Critical access hospitals in states that expanded Medicaid did not have a significant increase in operating margins compared to hospitals in states that have not expanded Medicaid, showing that such hospitals may need additional steps to improve finances, a December Health Affairs study found.

The study found that the operating margins of critical access hospitals in Medicaid expansion states were 1.3 percentage points higher than in nonexpansion states. 

The study found improvements in quality of care after expansion — but the quality ratings increases were reported in both expansion and nonexpansion states.

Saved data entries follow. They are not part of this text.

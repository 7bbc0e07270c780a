//! Query specification
//!
//! A `QuerySpec` holds a caller's declarative search intent before any
//! index-specific translation:
//! - Free-text query, optionally targeted at one field
//! - Programmatic filters and facet filters (both narrow results identically)
//! - Exclusions, sort order, pagination window
//! - Visibility flags and the caller's roles
//!
//! Every setter consumes the spec and returns the updated value, so a spec
//! can be shared freely without one holder's changes leaking into another's.
//! Nothing here performs I/O.

use serde::{Deserialize, Serialize};
use serde_json::Value as JsonValue;
use std::collections::BTreeSet;
use std::fmt;

/// Default hard ceiling on `limit` (Elasticsearch's default `max_result_window`).
pub const MAX_RESULT_WINDOW: usize = 10_000;

/// Page size used until a caller sets one.
pub const DEFAULT_LIMIT: usize = 40;

/// Free-text query.
#[derive(Debug, Clone, PartialEq, Eq, Serialize, Deserialize)]
pub struct TextQuery {
    /// Target field; `None` searches the composite search-all field.
    pub field: Option<String>,
    pub text: String,
}

/// Value side of an exact-match filter.
#[derive(Debug, Clone, PartialEq, Serialize, Deserialize)]
#[serde(untagged)]
pub enum FilterValue {
    /// Matches if the field holds any of the values.
    Any(Vec<JsonValue>),
    One(JsonValue),
}

impl FilterValue {
    pub fn values(&self) -> Vec<&JsonValue> {
        match self {
            Self::Any(values) => values.iter().collect(),
            Self::One(value) => vec![value],
        }
    }
}

impl From<&str> for FilterValue {
    fn from(value: &str) -> Self {
        Self::One(JsonValue::from(value))
    }
}

impl From<String> for FilterValue {
    fn from(value: String) -> Self {
        Self::One(JsonValue::from(value))
    }
}

impl From<bool> for FilterValue {
    fn from(value: bool) -> Self {
        Self::One(JsonValue::from(value))
    }
}

impl From<i64> for FilterValue {
    fn from(value: i64) -> Self {
        Self::One(JsonValue::from(value))
    }
}

impl From<Vec<String>> for FilterValue {
    fn from(values: Vec<String>) -> Self {
        Self::Any(values.into_iter().map(JsonValue::from).collect())
    }
}

impl From<Vec<&str>> for FilterValue {
    fn from(values: Vec<&str>) -> Self {
        Self::Any(values.into_iter().map(JsonValue::from).collect())
    }
}

impl From<&[&str]> for FilterValue {
    fn from(values: &[&str]) -> Self {
        Self::Any(values.iter().map(|v| JsonValue::from(*v)).collect())
    }
}

/// An exact-match clause on one field.
#[derive(Debug, Clone, PartialEq, Serialize, Deserialize)]
pub struct FilterClause {
    pub field: String,
    pub value: FilterValue,
}

/// A facet selection, e.g. from an `fq=facet_subject:Maps` parameter.
#[derive(Debug, Clone, PartialEq, Eq, Serialize, Deserialize)]
pub struct FacetFilter {
    pub field: String,
    pub term: String,
}

impl FacetFilter {
    /// Parse `field:term`. The term may itself contain colons.
    pub fn parse(raw: &str) -> Option<Self> {
        let (field, term) = raw.split_once(':')?;
        let field = field.trim();
        if field.is_empty() || term.is_empty() {
            return None;
        }
        Some(Self {
            field: field.to_string(),
            term: term.to_string(),
        })
    }
}

impl fmt::Display for FacetFilter {
    fn fmt(&self, f: &mut fmt::Formatter<'_>) -> fmt::Result {
        write!(f, "{}:{}", self.field, self.term)
    }
}

#[derive(Debug, Clone, Copy, PartialEq, Eq, Serialize, Deserialize)]
#[serde(rename_all = "lowercase")]
pub enum SortDirection {
    Asc,
    Desc,
}

impl SortDirection {
    pub fn parse(value: &str) -> Option<Self> {
        match value.to_ascii_lowercase().as_str() {
            "asc" | "ascending" => Some(Self::Asc),
            "desc" | "descending" => Some(Self::Desc),
            _ => None,
        }
    }

    pub fn as_str(self) -> &'static str {
        match self {
            Self::Asc => "asc",
            Self::Desc => "desc",
        }
    }
}

/// One sort key.
#[derive(Debug, Clone, PartialEq, Eq, Serialize, Deserialize)]
#[serde(tag = "by", rename_all = "lowercase")]
pub enum SortOrder {
    Field {
        field: String,
        direction: SortDirection,
    },
    /// Randomized ordering. The seed is drawn when the order is created, so
    /// each request shuffles differently while compilation stays pure.
    /// Always within the index's `long` range.
    Random { seed: u64 },
}

/// Random seeds are sent as JSON numbers and must fit a signed 64-bit long.
const SEED_MASK: u64 = i64::MAX as u64;

impl SortOrder {
    pub fn field(field: impl Into<String>, direction: SortDirection) -> Self {
        Self::Field {
            field: field.into(),
            direction,
        }
    }

    pub fn random() -> Self {
        // The low half of a v4 UUID carries the variant bits in its top
        // position; the high half does not.
        Self::random_with_seed((uuid::Uuid::new_v4().as_u128() >> 64) as u64)
    }

    pub fn random_with_seed(seed: u64) -> Self {
        Self::Random {
            seed: seed & SEED_MASK,
        }
    }

    /// Parse `random`, `random:<seed>`, `field`, or `field:asc|desc`.
    pub fn parse(raw: &str) -> Option<Self> {
        let raw = raw.trim();
        if raw.is_empty() {
            return None;
        }
        if raw.eq_ignore_ascii_case("random") {
            return Some(Self::random());
        }
        if let Some((head, seed)) = raw.split_once(':') {
            if head.eq_ignore_ascii_case("random") {
                return seed.trim().parse().ok().map(Self::random_with_seed);
            }
        }
        match raw.rsplit_once(':') {
            Some((field, dir)) if !field.is_empty() => {
                SortDirection::parse(dir).map(|direction| Self::field(field, direction))
            }
            Some(_) => None,
            None => Some(Self::field(raw, SortDirection::Asc)),
        }
    }

    pub fn is_random(&self) -> bool {
        matches!(self, Self::Random { .. })
    }
}

impl fmt::Display for SortOrder {
    fn fmt(&self, f: &mut fmt::Formatter<'_>) -> fmt::Result {
        match self {
            Self::Field { field, direction } => write!(f, "{}:{}", field, direction.as_str()),
            Self::Random { seed } => write!(f, "random:{}", seed),
        }
    }
}

/// Declarative description of one search.
#[derive(Debug, Clone, PartialEq, Serialize, Deserialize)]
#[serde(default)]
pub struct QuerySpec {
    pub query: Option<TextQuery>,
    /// Programmatic filters; repeated entries AND together.
    pub filters: Vec<FilterClause>,
    /// Facet selections; compiled alongside `filters`.
    pub facet_filters: Vec<FacetFilter>,
    /// Entities matching any of these are excluded.
    pub exclusions: Vec<FilterClause>,
    pub sort: Vec<SortOrder>,
    pub start: usize,
    pub limit: usize,
    pub max_result_window: usize,
    /// Restrict results to children of this parent entity.
    pub parent: Option<String>,
    pub include_unpublished: bool,
    /// Let child entities (pages, files, sub-collections) appear in results.
    pub include_children: bool,
    /// Search within child entities as well as top-level ones.
    pub search_children: bool,
    pub aggregations: bool,
    pub stats: bool,
    /// Roles held by the caller; empty for anonymous callers.
    pub user_roles: BTreeSet<String>,
}

impl Default for QuerySpec {
    fn default() -> Self {
        Self {
            query: None,
            filters: Vec::new(),
            facet_filters: Vec::new(),
            exclusions: Vec::new(),
            sort: Vec::new(),
            start: 0,
            limit: DEFAULT_LIMIT,
            max_result_window: MAX_RESULT_WINDOW,
            parent: None,
            include_unpublished: false,
            include_children: false,
            search_children: false,
            aggregations: false,
            stats: false,
            user_roles: BTreeSet::new(),
        }
    }
}

impl QuerySpec {
    pub fn new() -> Self {
        Self::default()
    }

    /// Search the composite search-all field. Blank text clears the query.
    pub fn query(self, text: impl Into<String>) -> Self {
        self.text_query(None, text.into())
    }

    /// Search one field. Blank text clears the query.
    pub fn query_field(self, field: impl Into<String>, text: impl Into<String>) -> Self {
        self.text_query(Some(field.into()), text.into())
    }

    fn text_query(mut self, field: Option<String>, text: String) -> Self {
        let text = text.trim();
        self.query = if text.is_empty() {
            None
        } else {
            Some(TextQuery {
                field: field.filter(|f| !f.trim().is_empty()),
                text: text.to_string(),
            })
        };
        self
    }

    pub fn filter(mut self, field: impl Into<String>, value: impl Into<FilterValue>) -> Self {
        self.filters.push(FilterClause {
            field: field.into(),
            value: value.into(),
        });
        self
    }

    pub fn facet_filter(mut self, field: impl Into<String>, term: impl Into<String>) -> Self {
        self.facet_filters.push(FacetFilter {
            field: field.into(),
            term: term.into(),
        });
        self
    }

    /// Add facet selections in `field:term` form; malformed entries are skipped.
    pub fn facet_filters<I, S>(mut self, raw: I) -> Self
    where
        I: IntoIterator<Item = S>,
        S: AsRef<str>,
    {
        for entry in raw {
            match FacetFilter::parse(entry.as_ref()) {
                Some(ff) => self.facet_filters.push(ff),
                None => tracing::debug!(entry = entry.as_ref(), "Ignoring malformed facet filter"),
            }
        }
        self
    }

    pub fn exclude(mut self, field: impl Into<String>, value: impl Into<FilterValue>) -> Self {
        self.exclusions.push(FilterClause {
            field: field.into(),
            value: value.into(),
        });
        self
    }

    /// Append a sort key. Earlier keys take precedence.
    pub fn order(mut self, order: SortOrder) -> Self {
        self.sort.push(order);
        self
    }

    pub fn order_by(self, field: impl Into<String>, direction: SortDirection) -> Self {
        self.order(SortOrder::field(field, direction))
    }

    pub fn random_order(self) -> Self {
        self.order(SortOrder::random())
    }

    pub fn clear_order(mut self) -> Self {
        self.sort.clear();
        self
    }

    /// Negative offsets clamp to 0.
    pub fn start(mut self, start: i64) -> Self {
        self.start = usize::try_from(start).unwrap_or(0);
        self
    }

    /// Clamped to `[0, max_result_window]`.
    pub fn limit(mut self, limit: i64) -> Self {
        self.limit = usize::try_from(limit)
            .unwrap_or(0)
            .min(self.max_result_window);
        self
    }

    pub fn pagination(self, start: i64, limit: i64) -> Self {
        self.start(start).limit(limit)
    }

    /// Change the ceiling on `limit`, re-clamping the current limit.
    pub fn max_result_window(mut self, window: usize) -> Self {
        self.max_result_window = window;
        self.limit = self.limit.min(window);
        self
    }

    pub fn parent(mut self, parent: Option<String>) -> Self {
        self.parent = parent.filter(|p| !p.trim().is_empty());
        self
    }

    pub fn include_unpublished(mut self, include: bool) -> Self {
        self.include_unpublished = include;
        self
    }

    pub fn include_children(mut self, include: bool) -> Self {
        self.include_children = include;
        self
    }

    pub fn search_children(mut self, search: bool) -> Self {
        self.search_children = search;
        self
    }

    pub fn aggregations(mut self, enabled: bool) -> Self {
        self.aggregations = enabled;
        self
    }

    pub fn stats(mut self, enabled: bool) -> Self {
        self.stats = enabled;
        self
    }

    pub fn user_roles<I, S>(mut self, roles: I) -> Self
    where
        I: IntoIterator<Item = S>,
        S: Into<String>,
    {
        self.user_roles = roles
            .into_iter()
            .map(Into::into)
            .filter(|r: &String| !r.trim().is_empty())
            .collect();
        self
    }

    pub fn has_query(&self) -> bool {
        self.query.is_some()
    }

    /// 1-based page number of the current window.
    pub fn page(&self) -> usize {
        if self.limit == 0 {
            1
        } else {
            self.start / self.limit + 1
        }
    }

    /// Whether entities with a parent are kept out of the results.
    pub fn top_level_only(&self) -> bool {
        !self.search_children && !self.include_children
    }

    /// Serialize the caller-facing part of the spec as ordered query items.
    ///
    /// Only what a user can legitimately put in a URL is written: query,
    /// facet selections, sort and window. Roles, visibility flags and
    /// programmatic filters are server-side decisions and are re-applied by
    /// whoever rebuilds the finder.
    pub fn to_items(&self) -> Vec<(String, String)> {
        let mut items = Vec::new();
        if let Some(q) = &self.query {
            items.push(("q".to_string(), q.text.clone()));
            if let Some(field) = &q.field {
                items.push(("field".to_string(), field.clone()));
            }
        }
        for ff in &self.facet_filters {
            items.push(("fq".to_string(), ff.to_string()));
        }
        if !self.sort.is_empty() {
            let sort: Vec<String> = self.sort.iter().map(|s| s.to_string()).collect();
            items.push(("sort".to_string(), sort.join(",")));
        }
        items.push(("start".to_string(), self.start.to_string()));
        items.push(("limit".to_string(), self.limit.to_string()));
        items
    }

    /// Apply ordered query items on top of this spec.
    ///
    /// Unknown keys are ignored. Unparseable numbers behave like 0, the same
    /// as a missing value; out-of-range numbers are clamped.
    pub fn apply_items(mut self, items: &[(String, String)]) -> Self {
        let mut text = None;
        let mut field = None;

        for (key, value) in items {
            match key.as_str() {
                "q" => text = Some(value.clone()),
                "field" => field = Some(value.clone()),
                "fq" | "fq[]" => self = self.facet_filters([value.as_str()]),
                "sort" => {
                    for part in value.split(',') {
                        match SortOrder::parse(part) {
                            Some(order) => self.sort.push(order),
                            None if part.trim().is_empty() => {}
                            None => tracing::debug!(sort = part, "Ignoring malformed sort key"),
                        }
                    }
                }
                "start" => self = self.start(value.trim().parse().unwrap_or(0)),
                "limit" => self = self.limit(value.trim().parse().unwrap_or(0)),
                _ => {}
            }
        }

        match (text, field) {
            (Some(text), Some(field)) => self.query_field(field, text),
            (Some(text), None) => self.query(text),
            _ => self,
        }
    }

    /// Build a spec from ordered query items.
    pub fn from_items(items: &[(String, String)]) -> Self {
        Self::default().apply_items(items)
    }
}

Before expansion, 72.9 percent of patients in expansion states rated hospitals' quality of care as a 9 or 10 on a 1-10 scale, compared to 73.6 percent in nonexpansion states; after expansion, 75.7 percent of patients in expansion states gave ratings of 9 or 10, compared with 76.8 percent in nonexpansion states.

The study identified critical access hospitals using 2011-18 data from the Healthcare Provider Cost Reporting Information System from CMS. The sample size had 1,158 critical access hospitals, with 648 in Medicaid expansion states and 510 in nonexpansion states.

Previous studies focusing exclusively on rural critical access hospitals have shown that Medicaid expansion has helped finances and decreased the chances of closures. This study looked at critical access hospitals nationally, including the 15 percent of those outside of rural communities.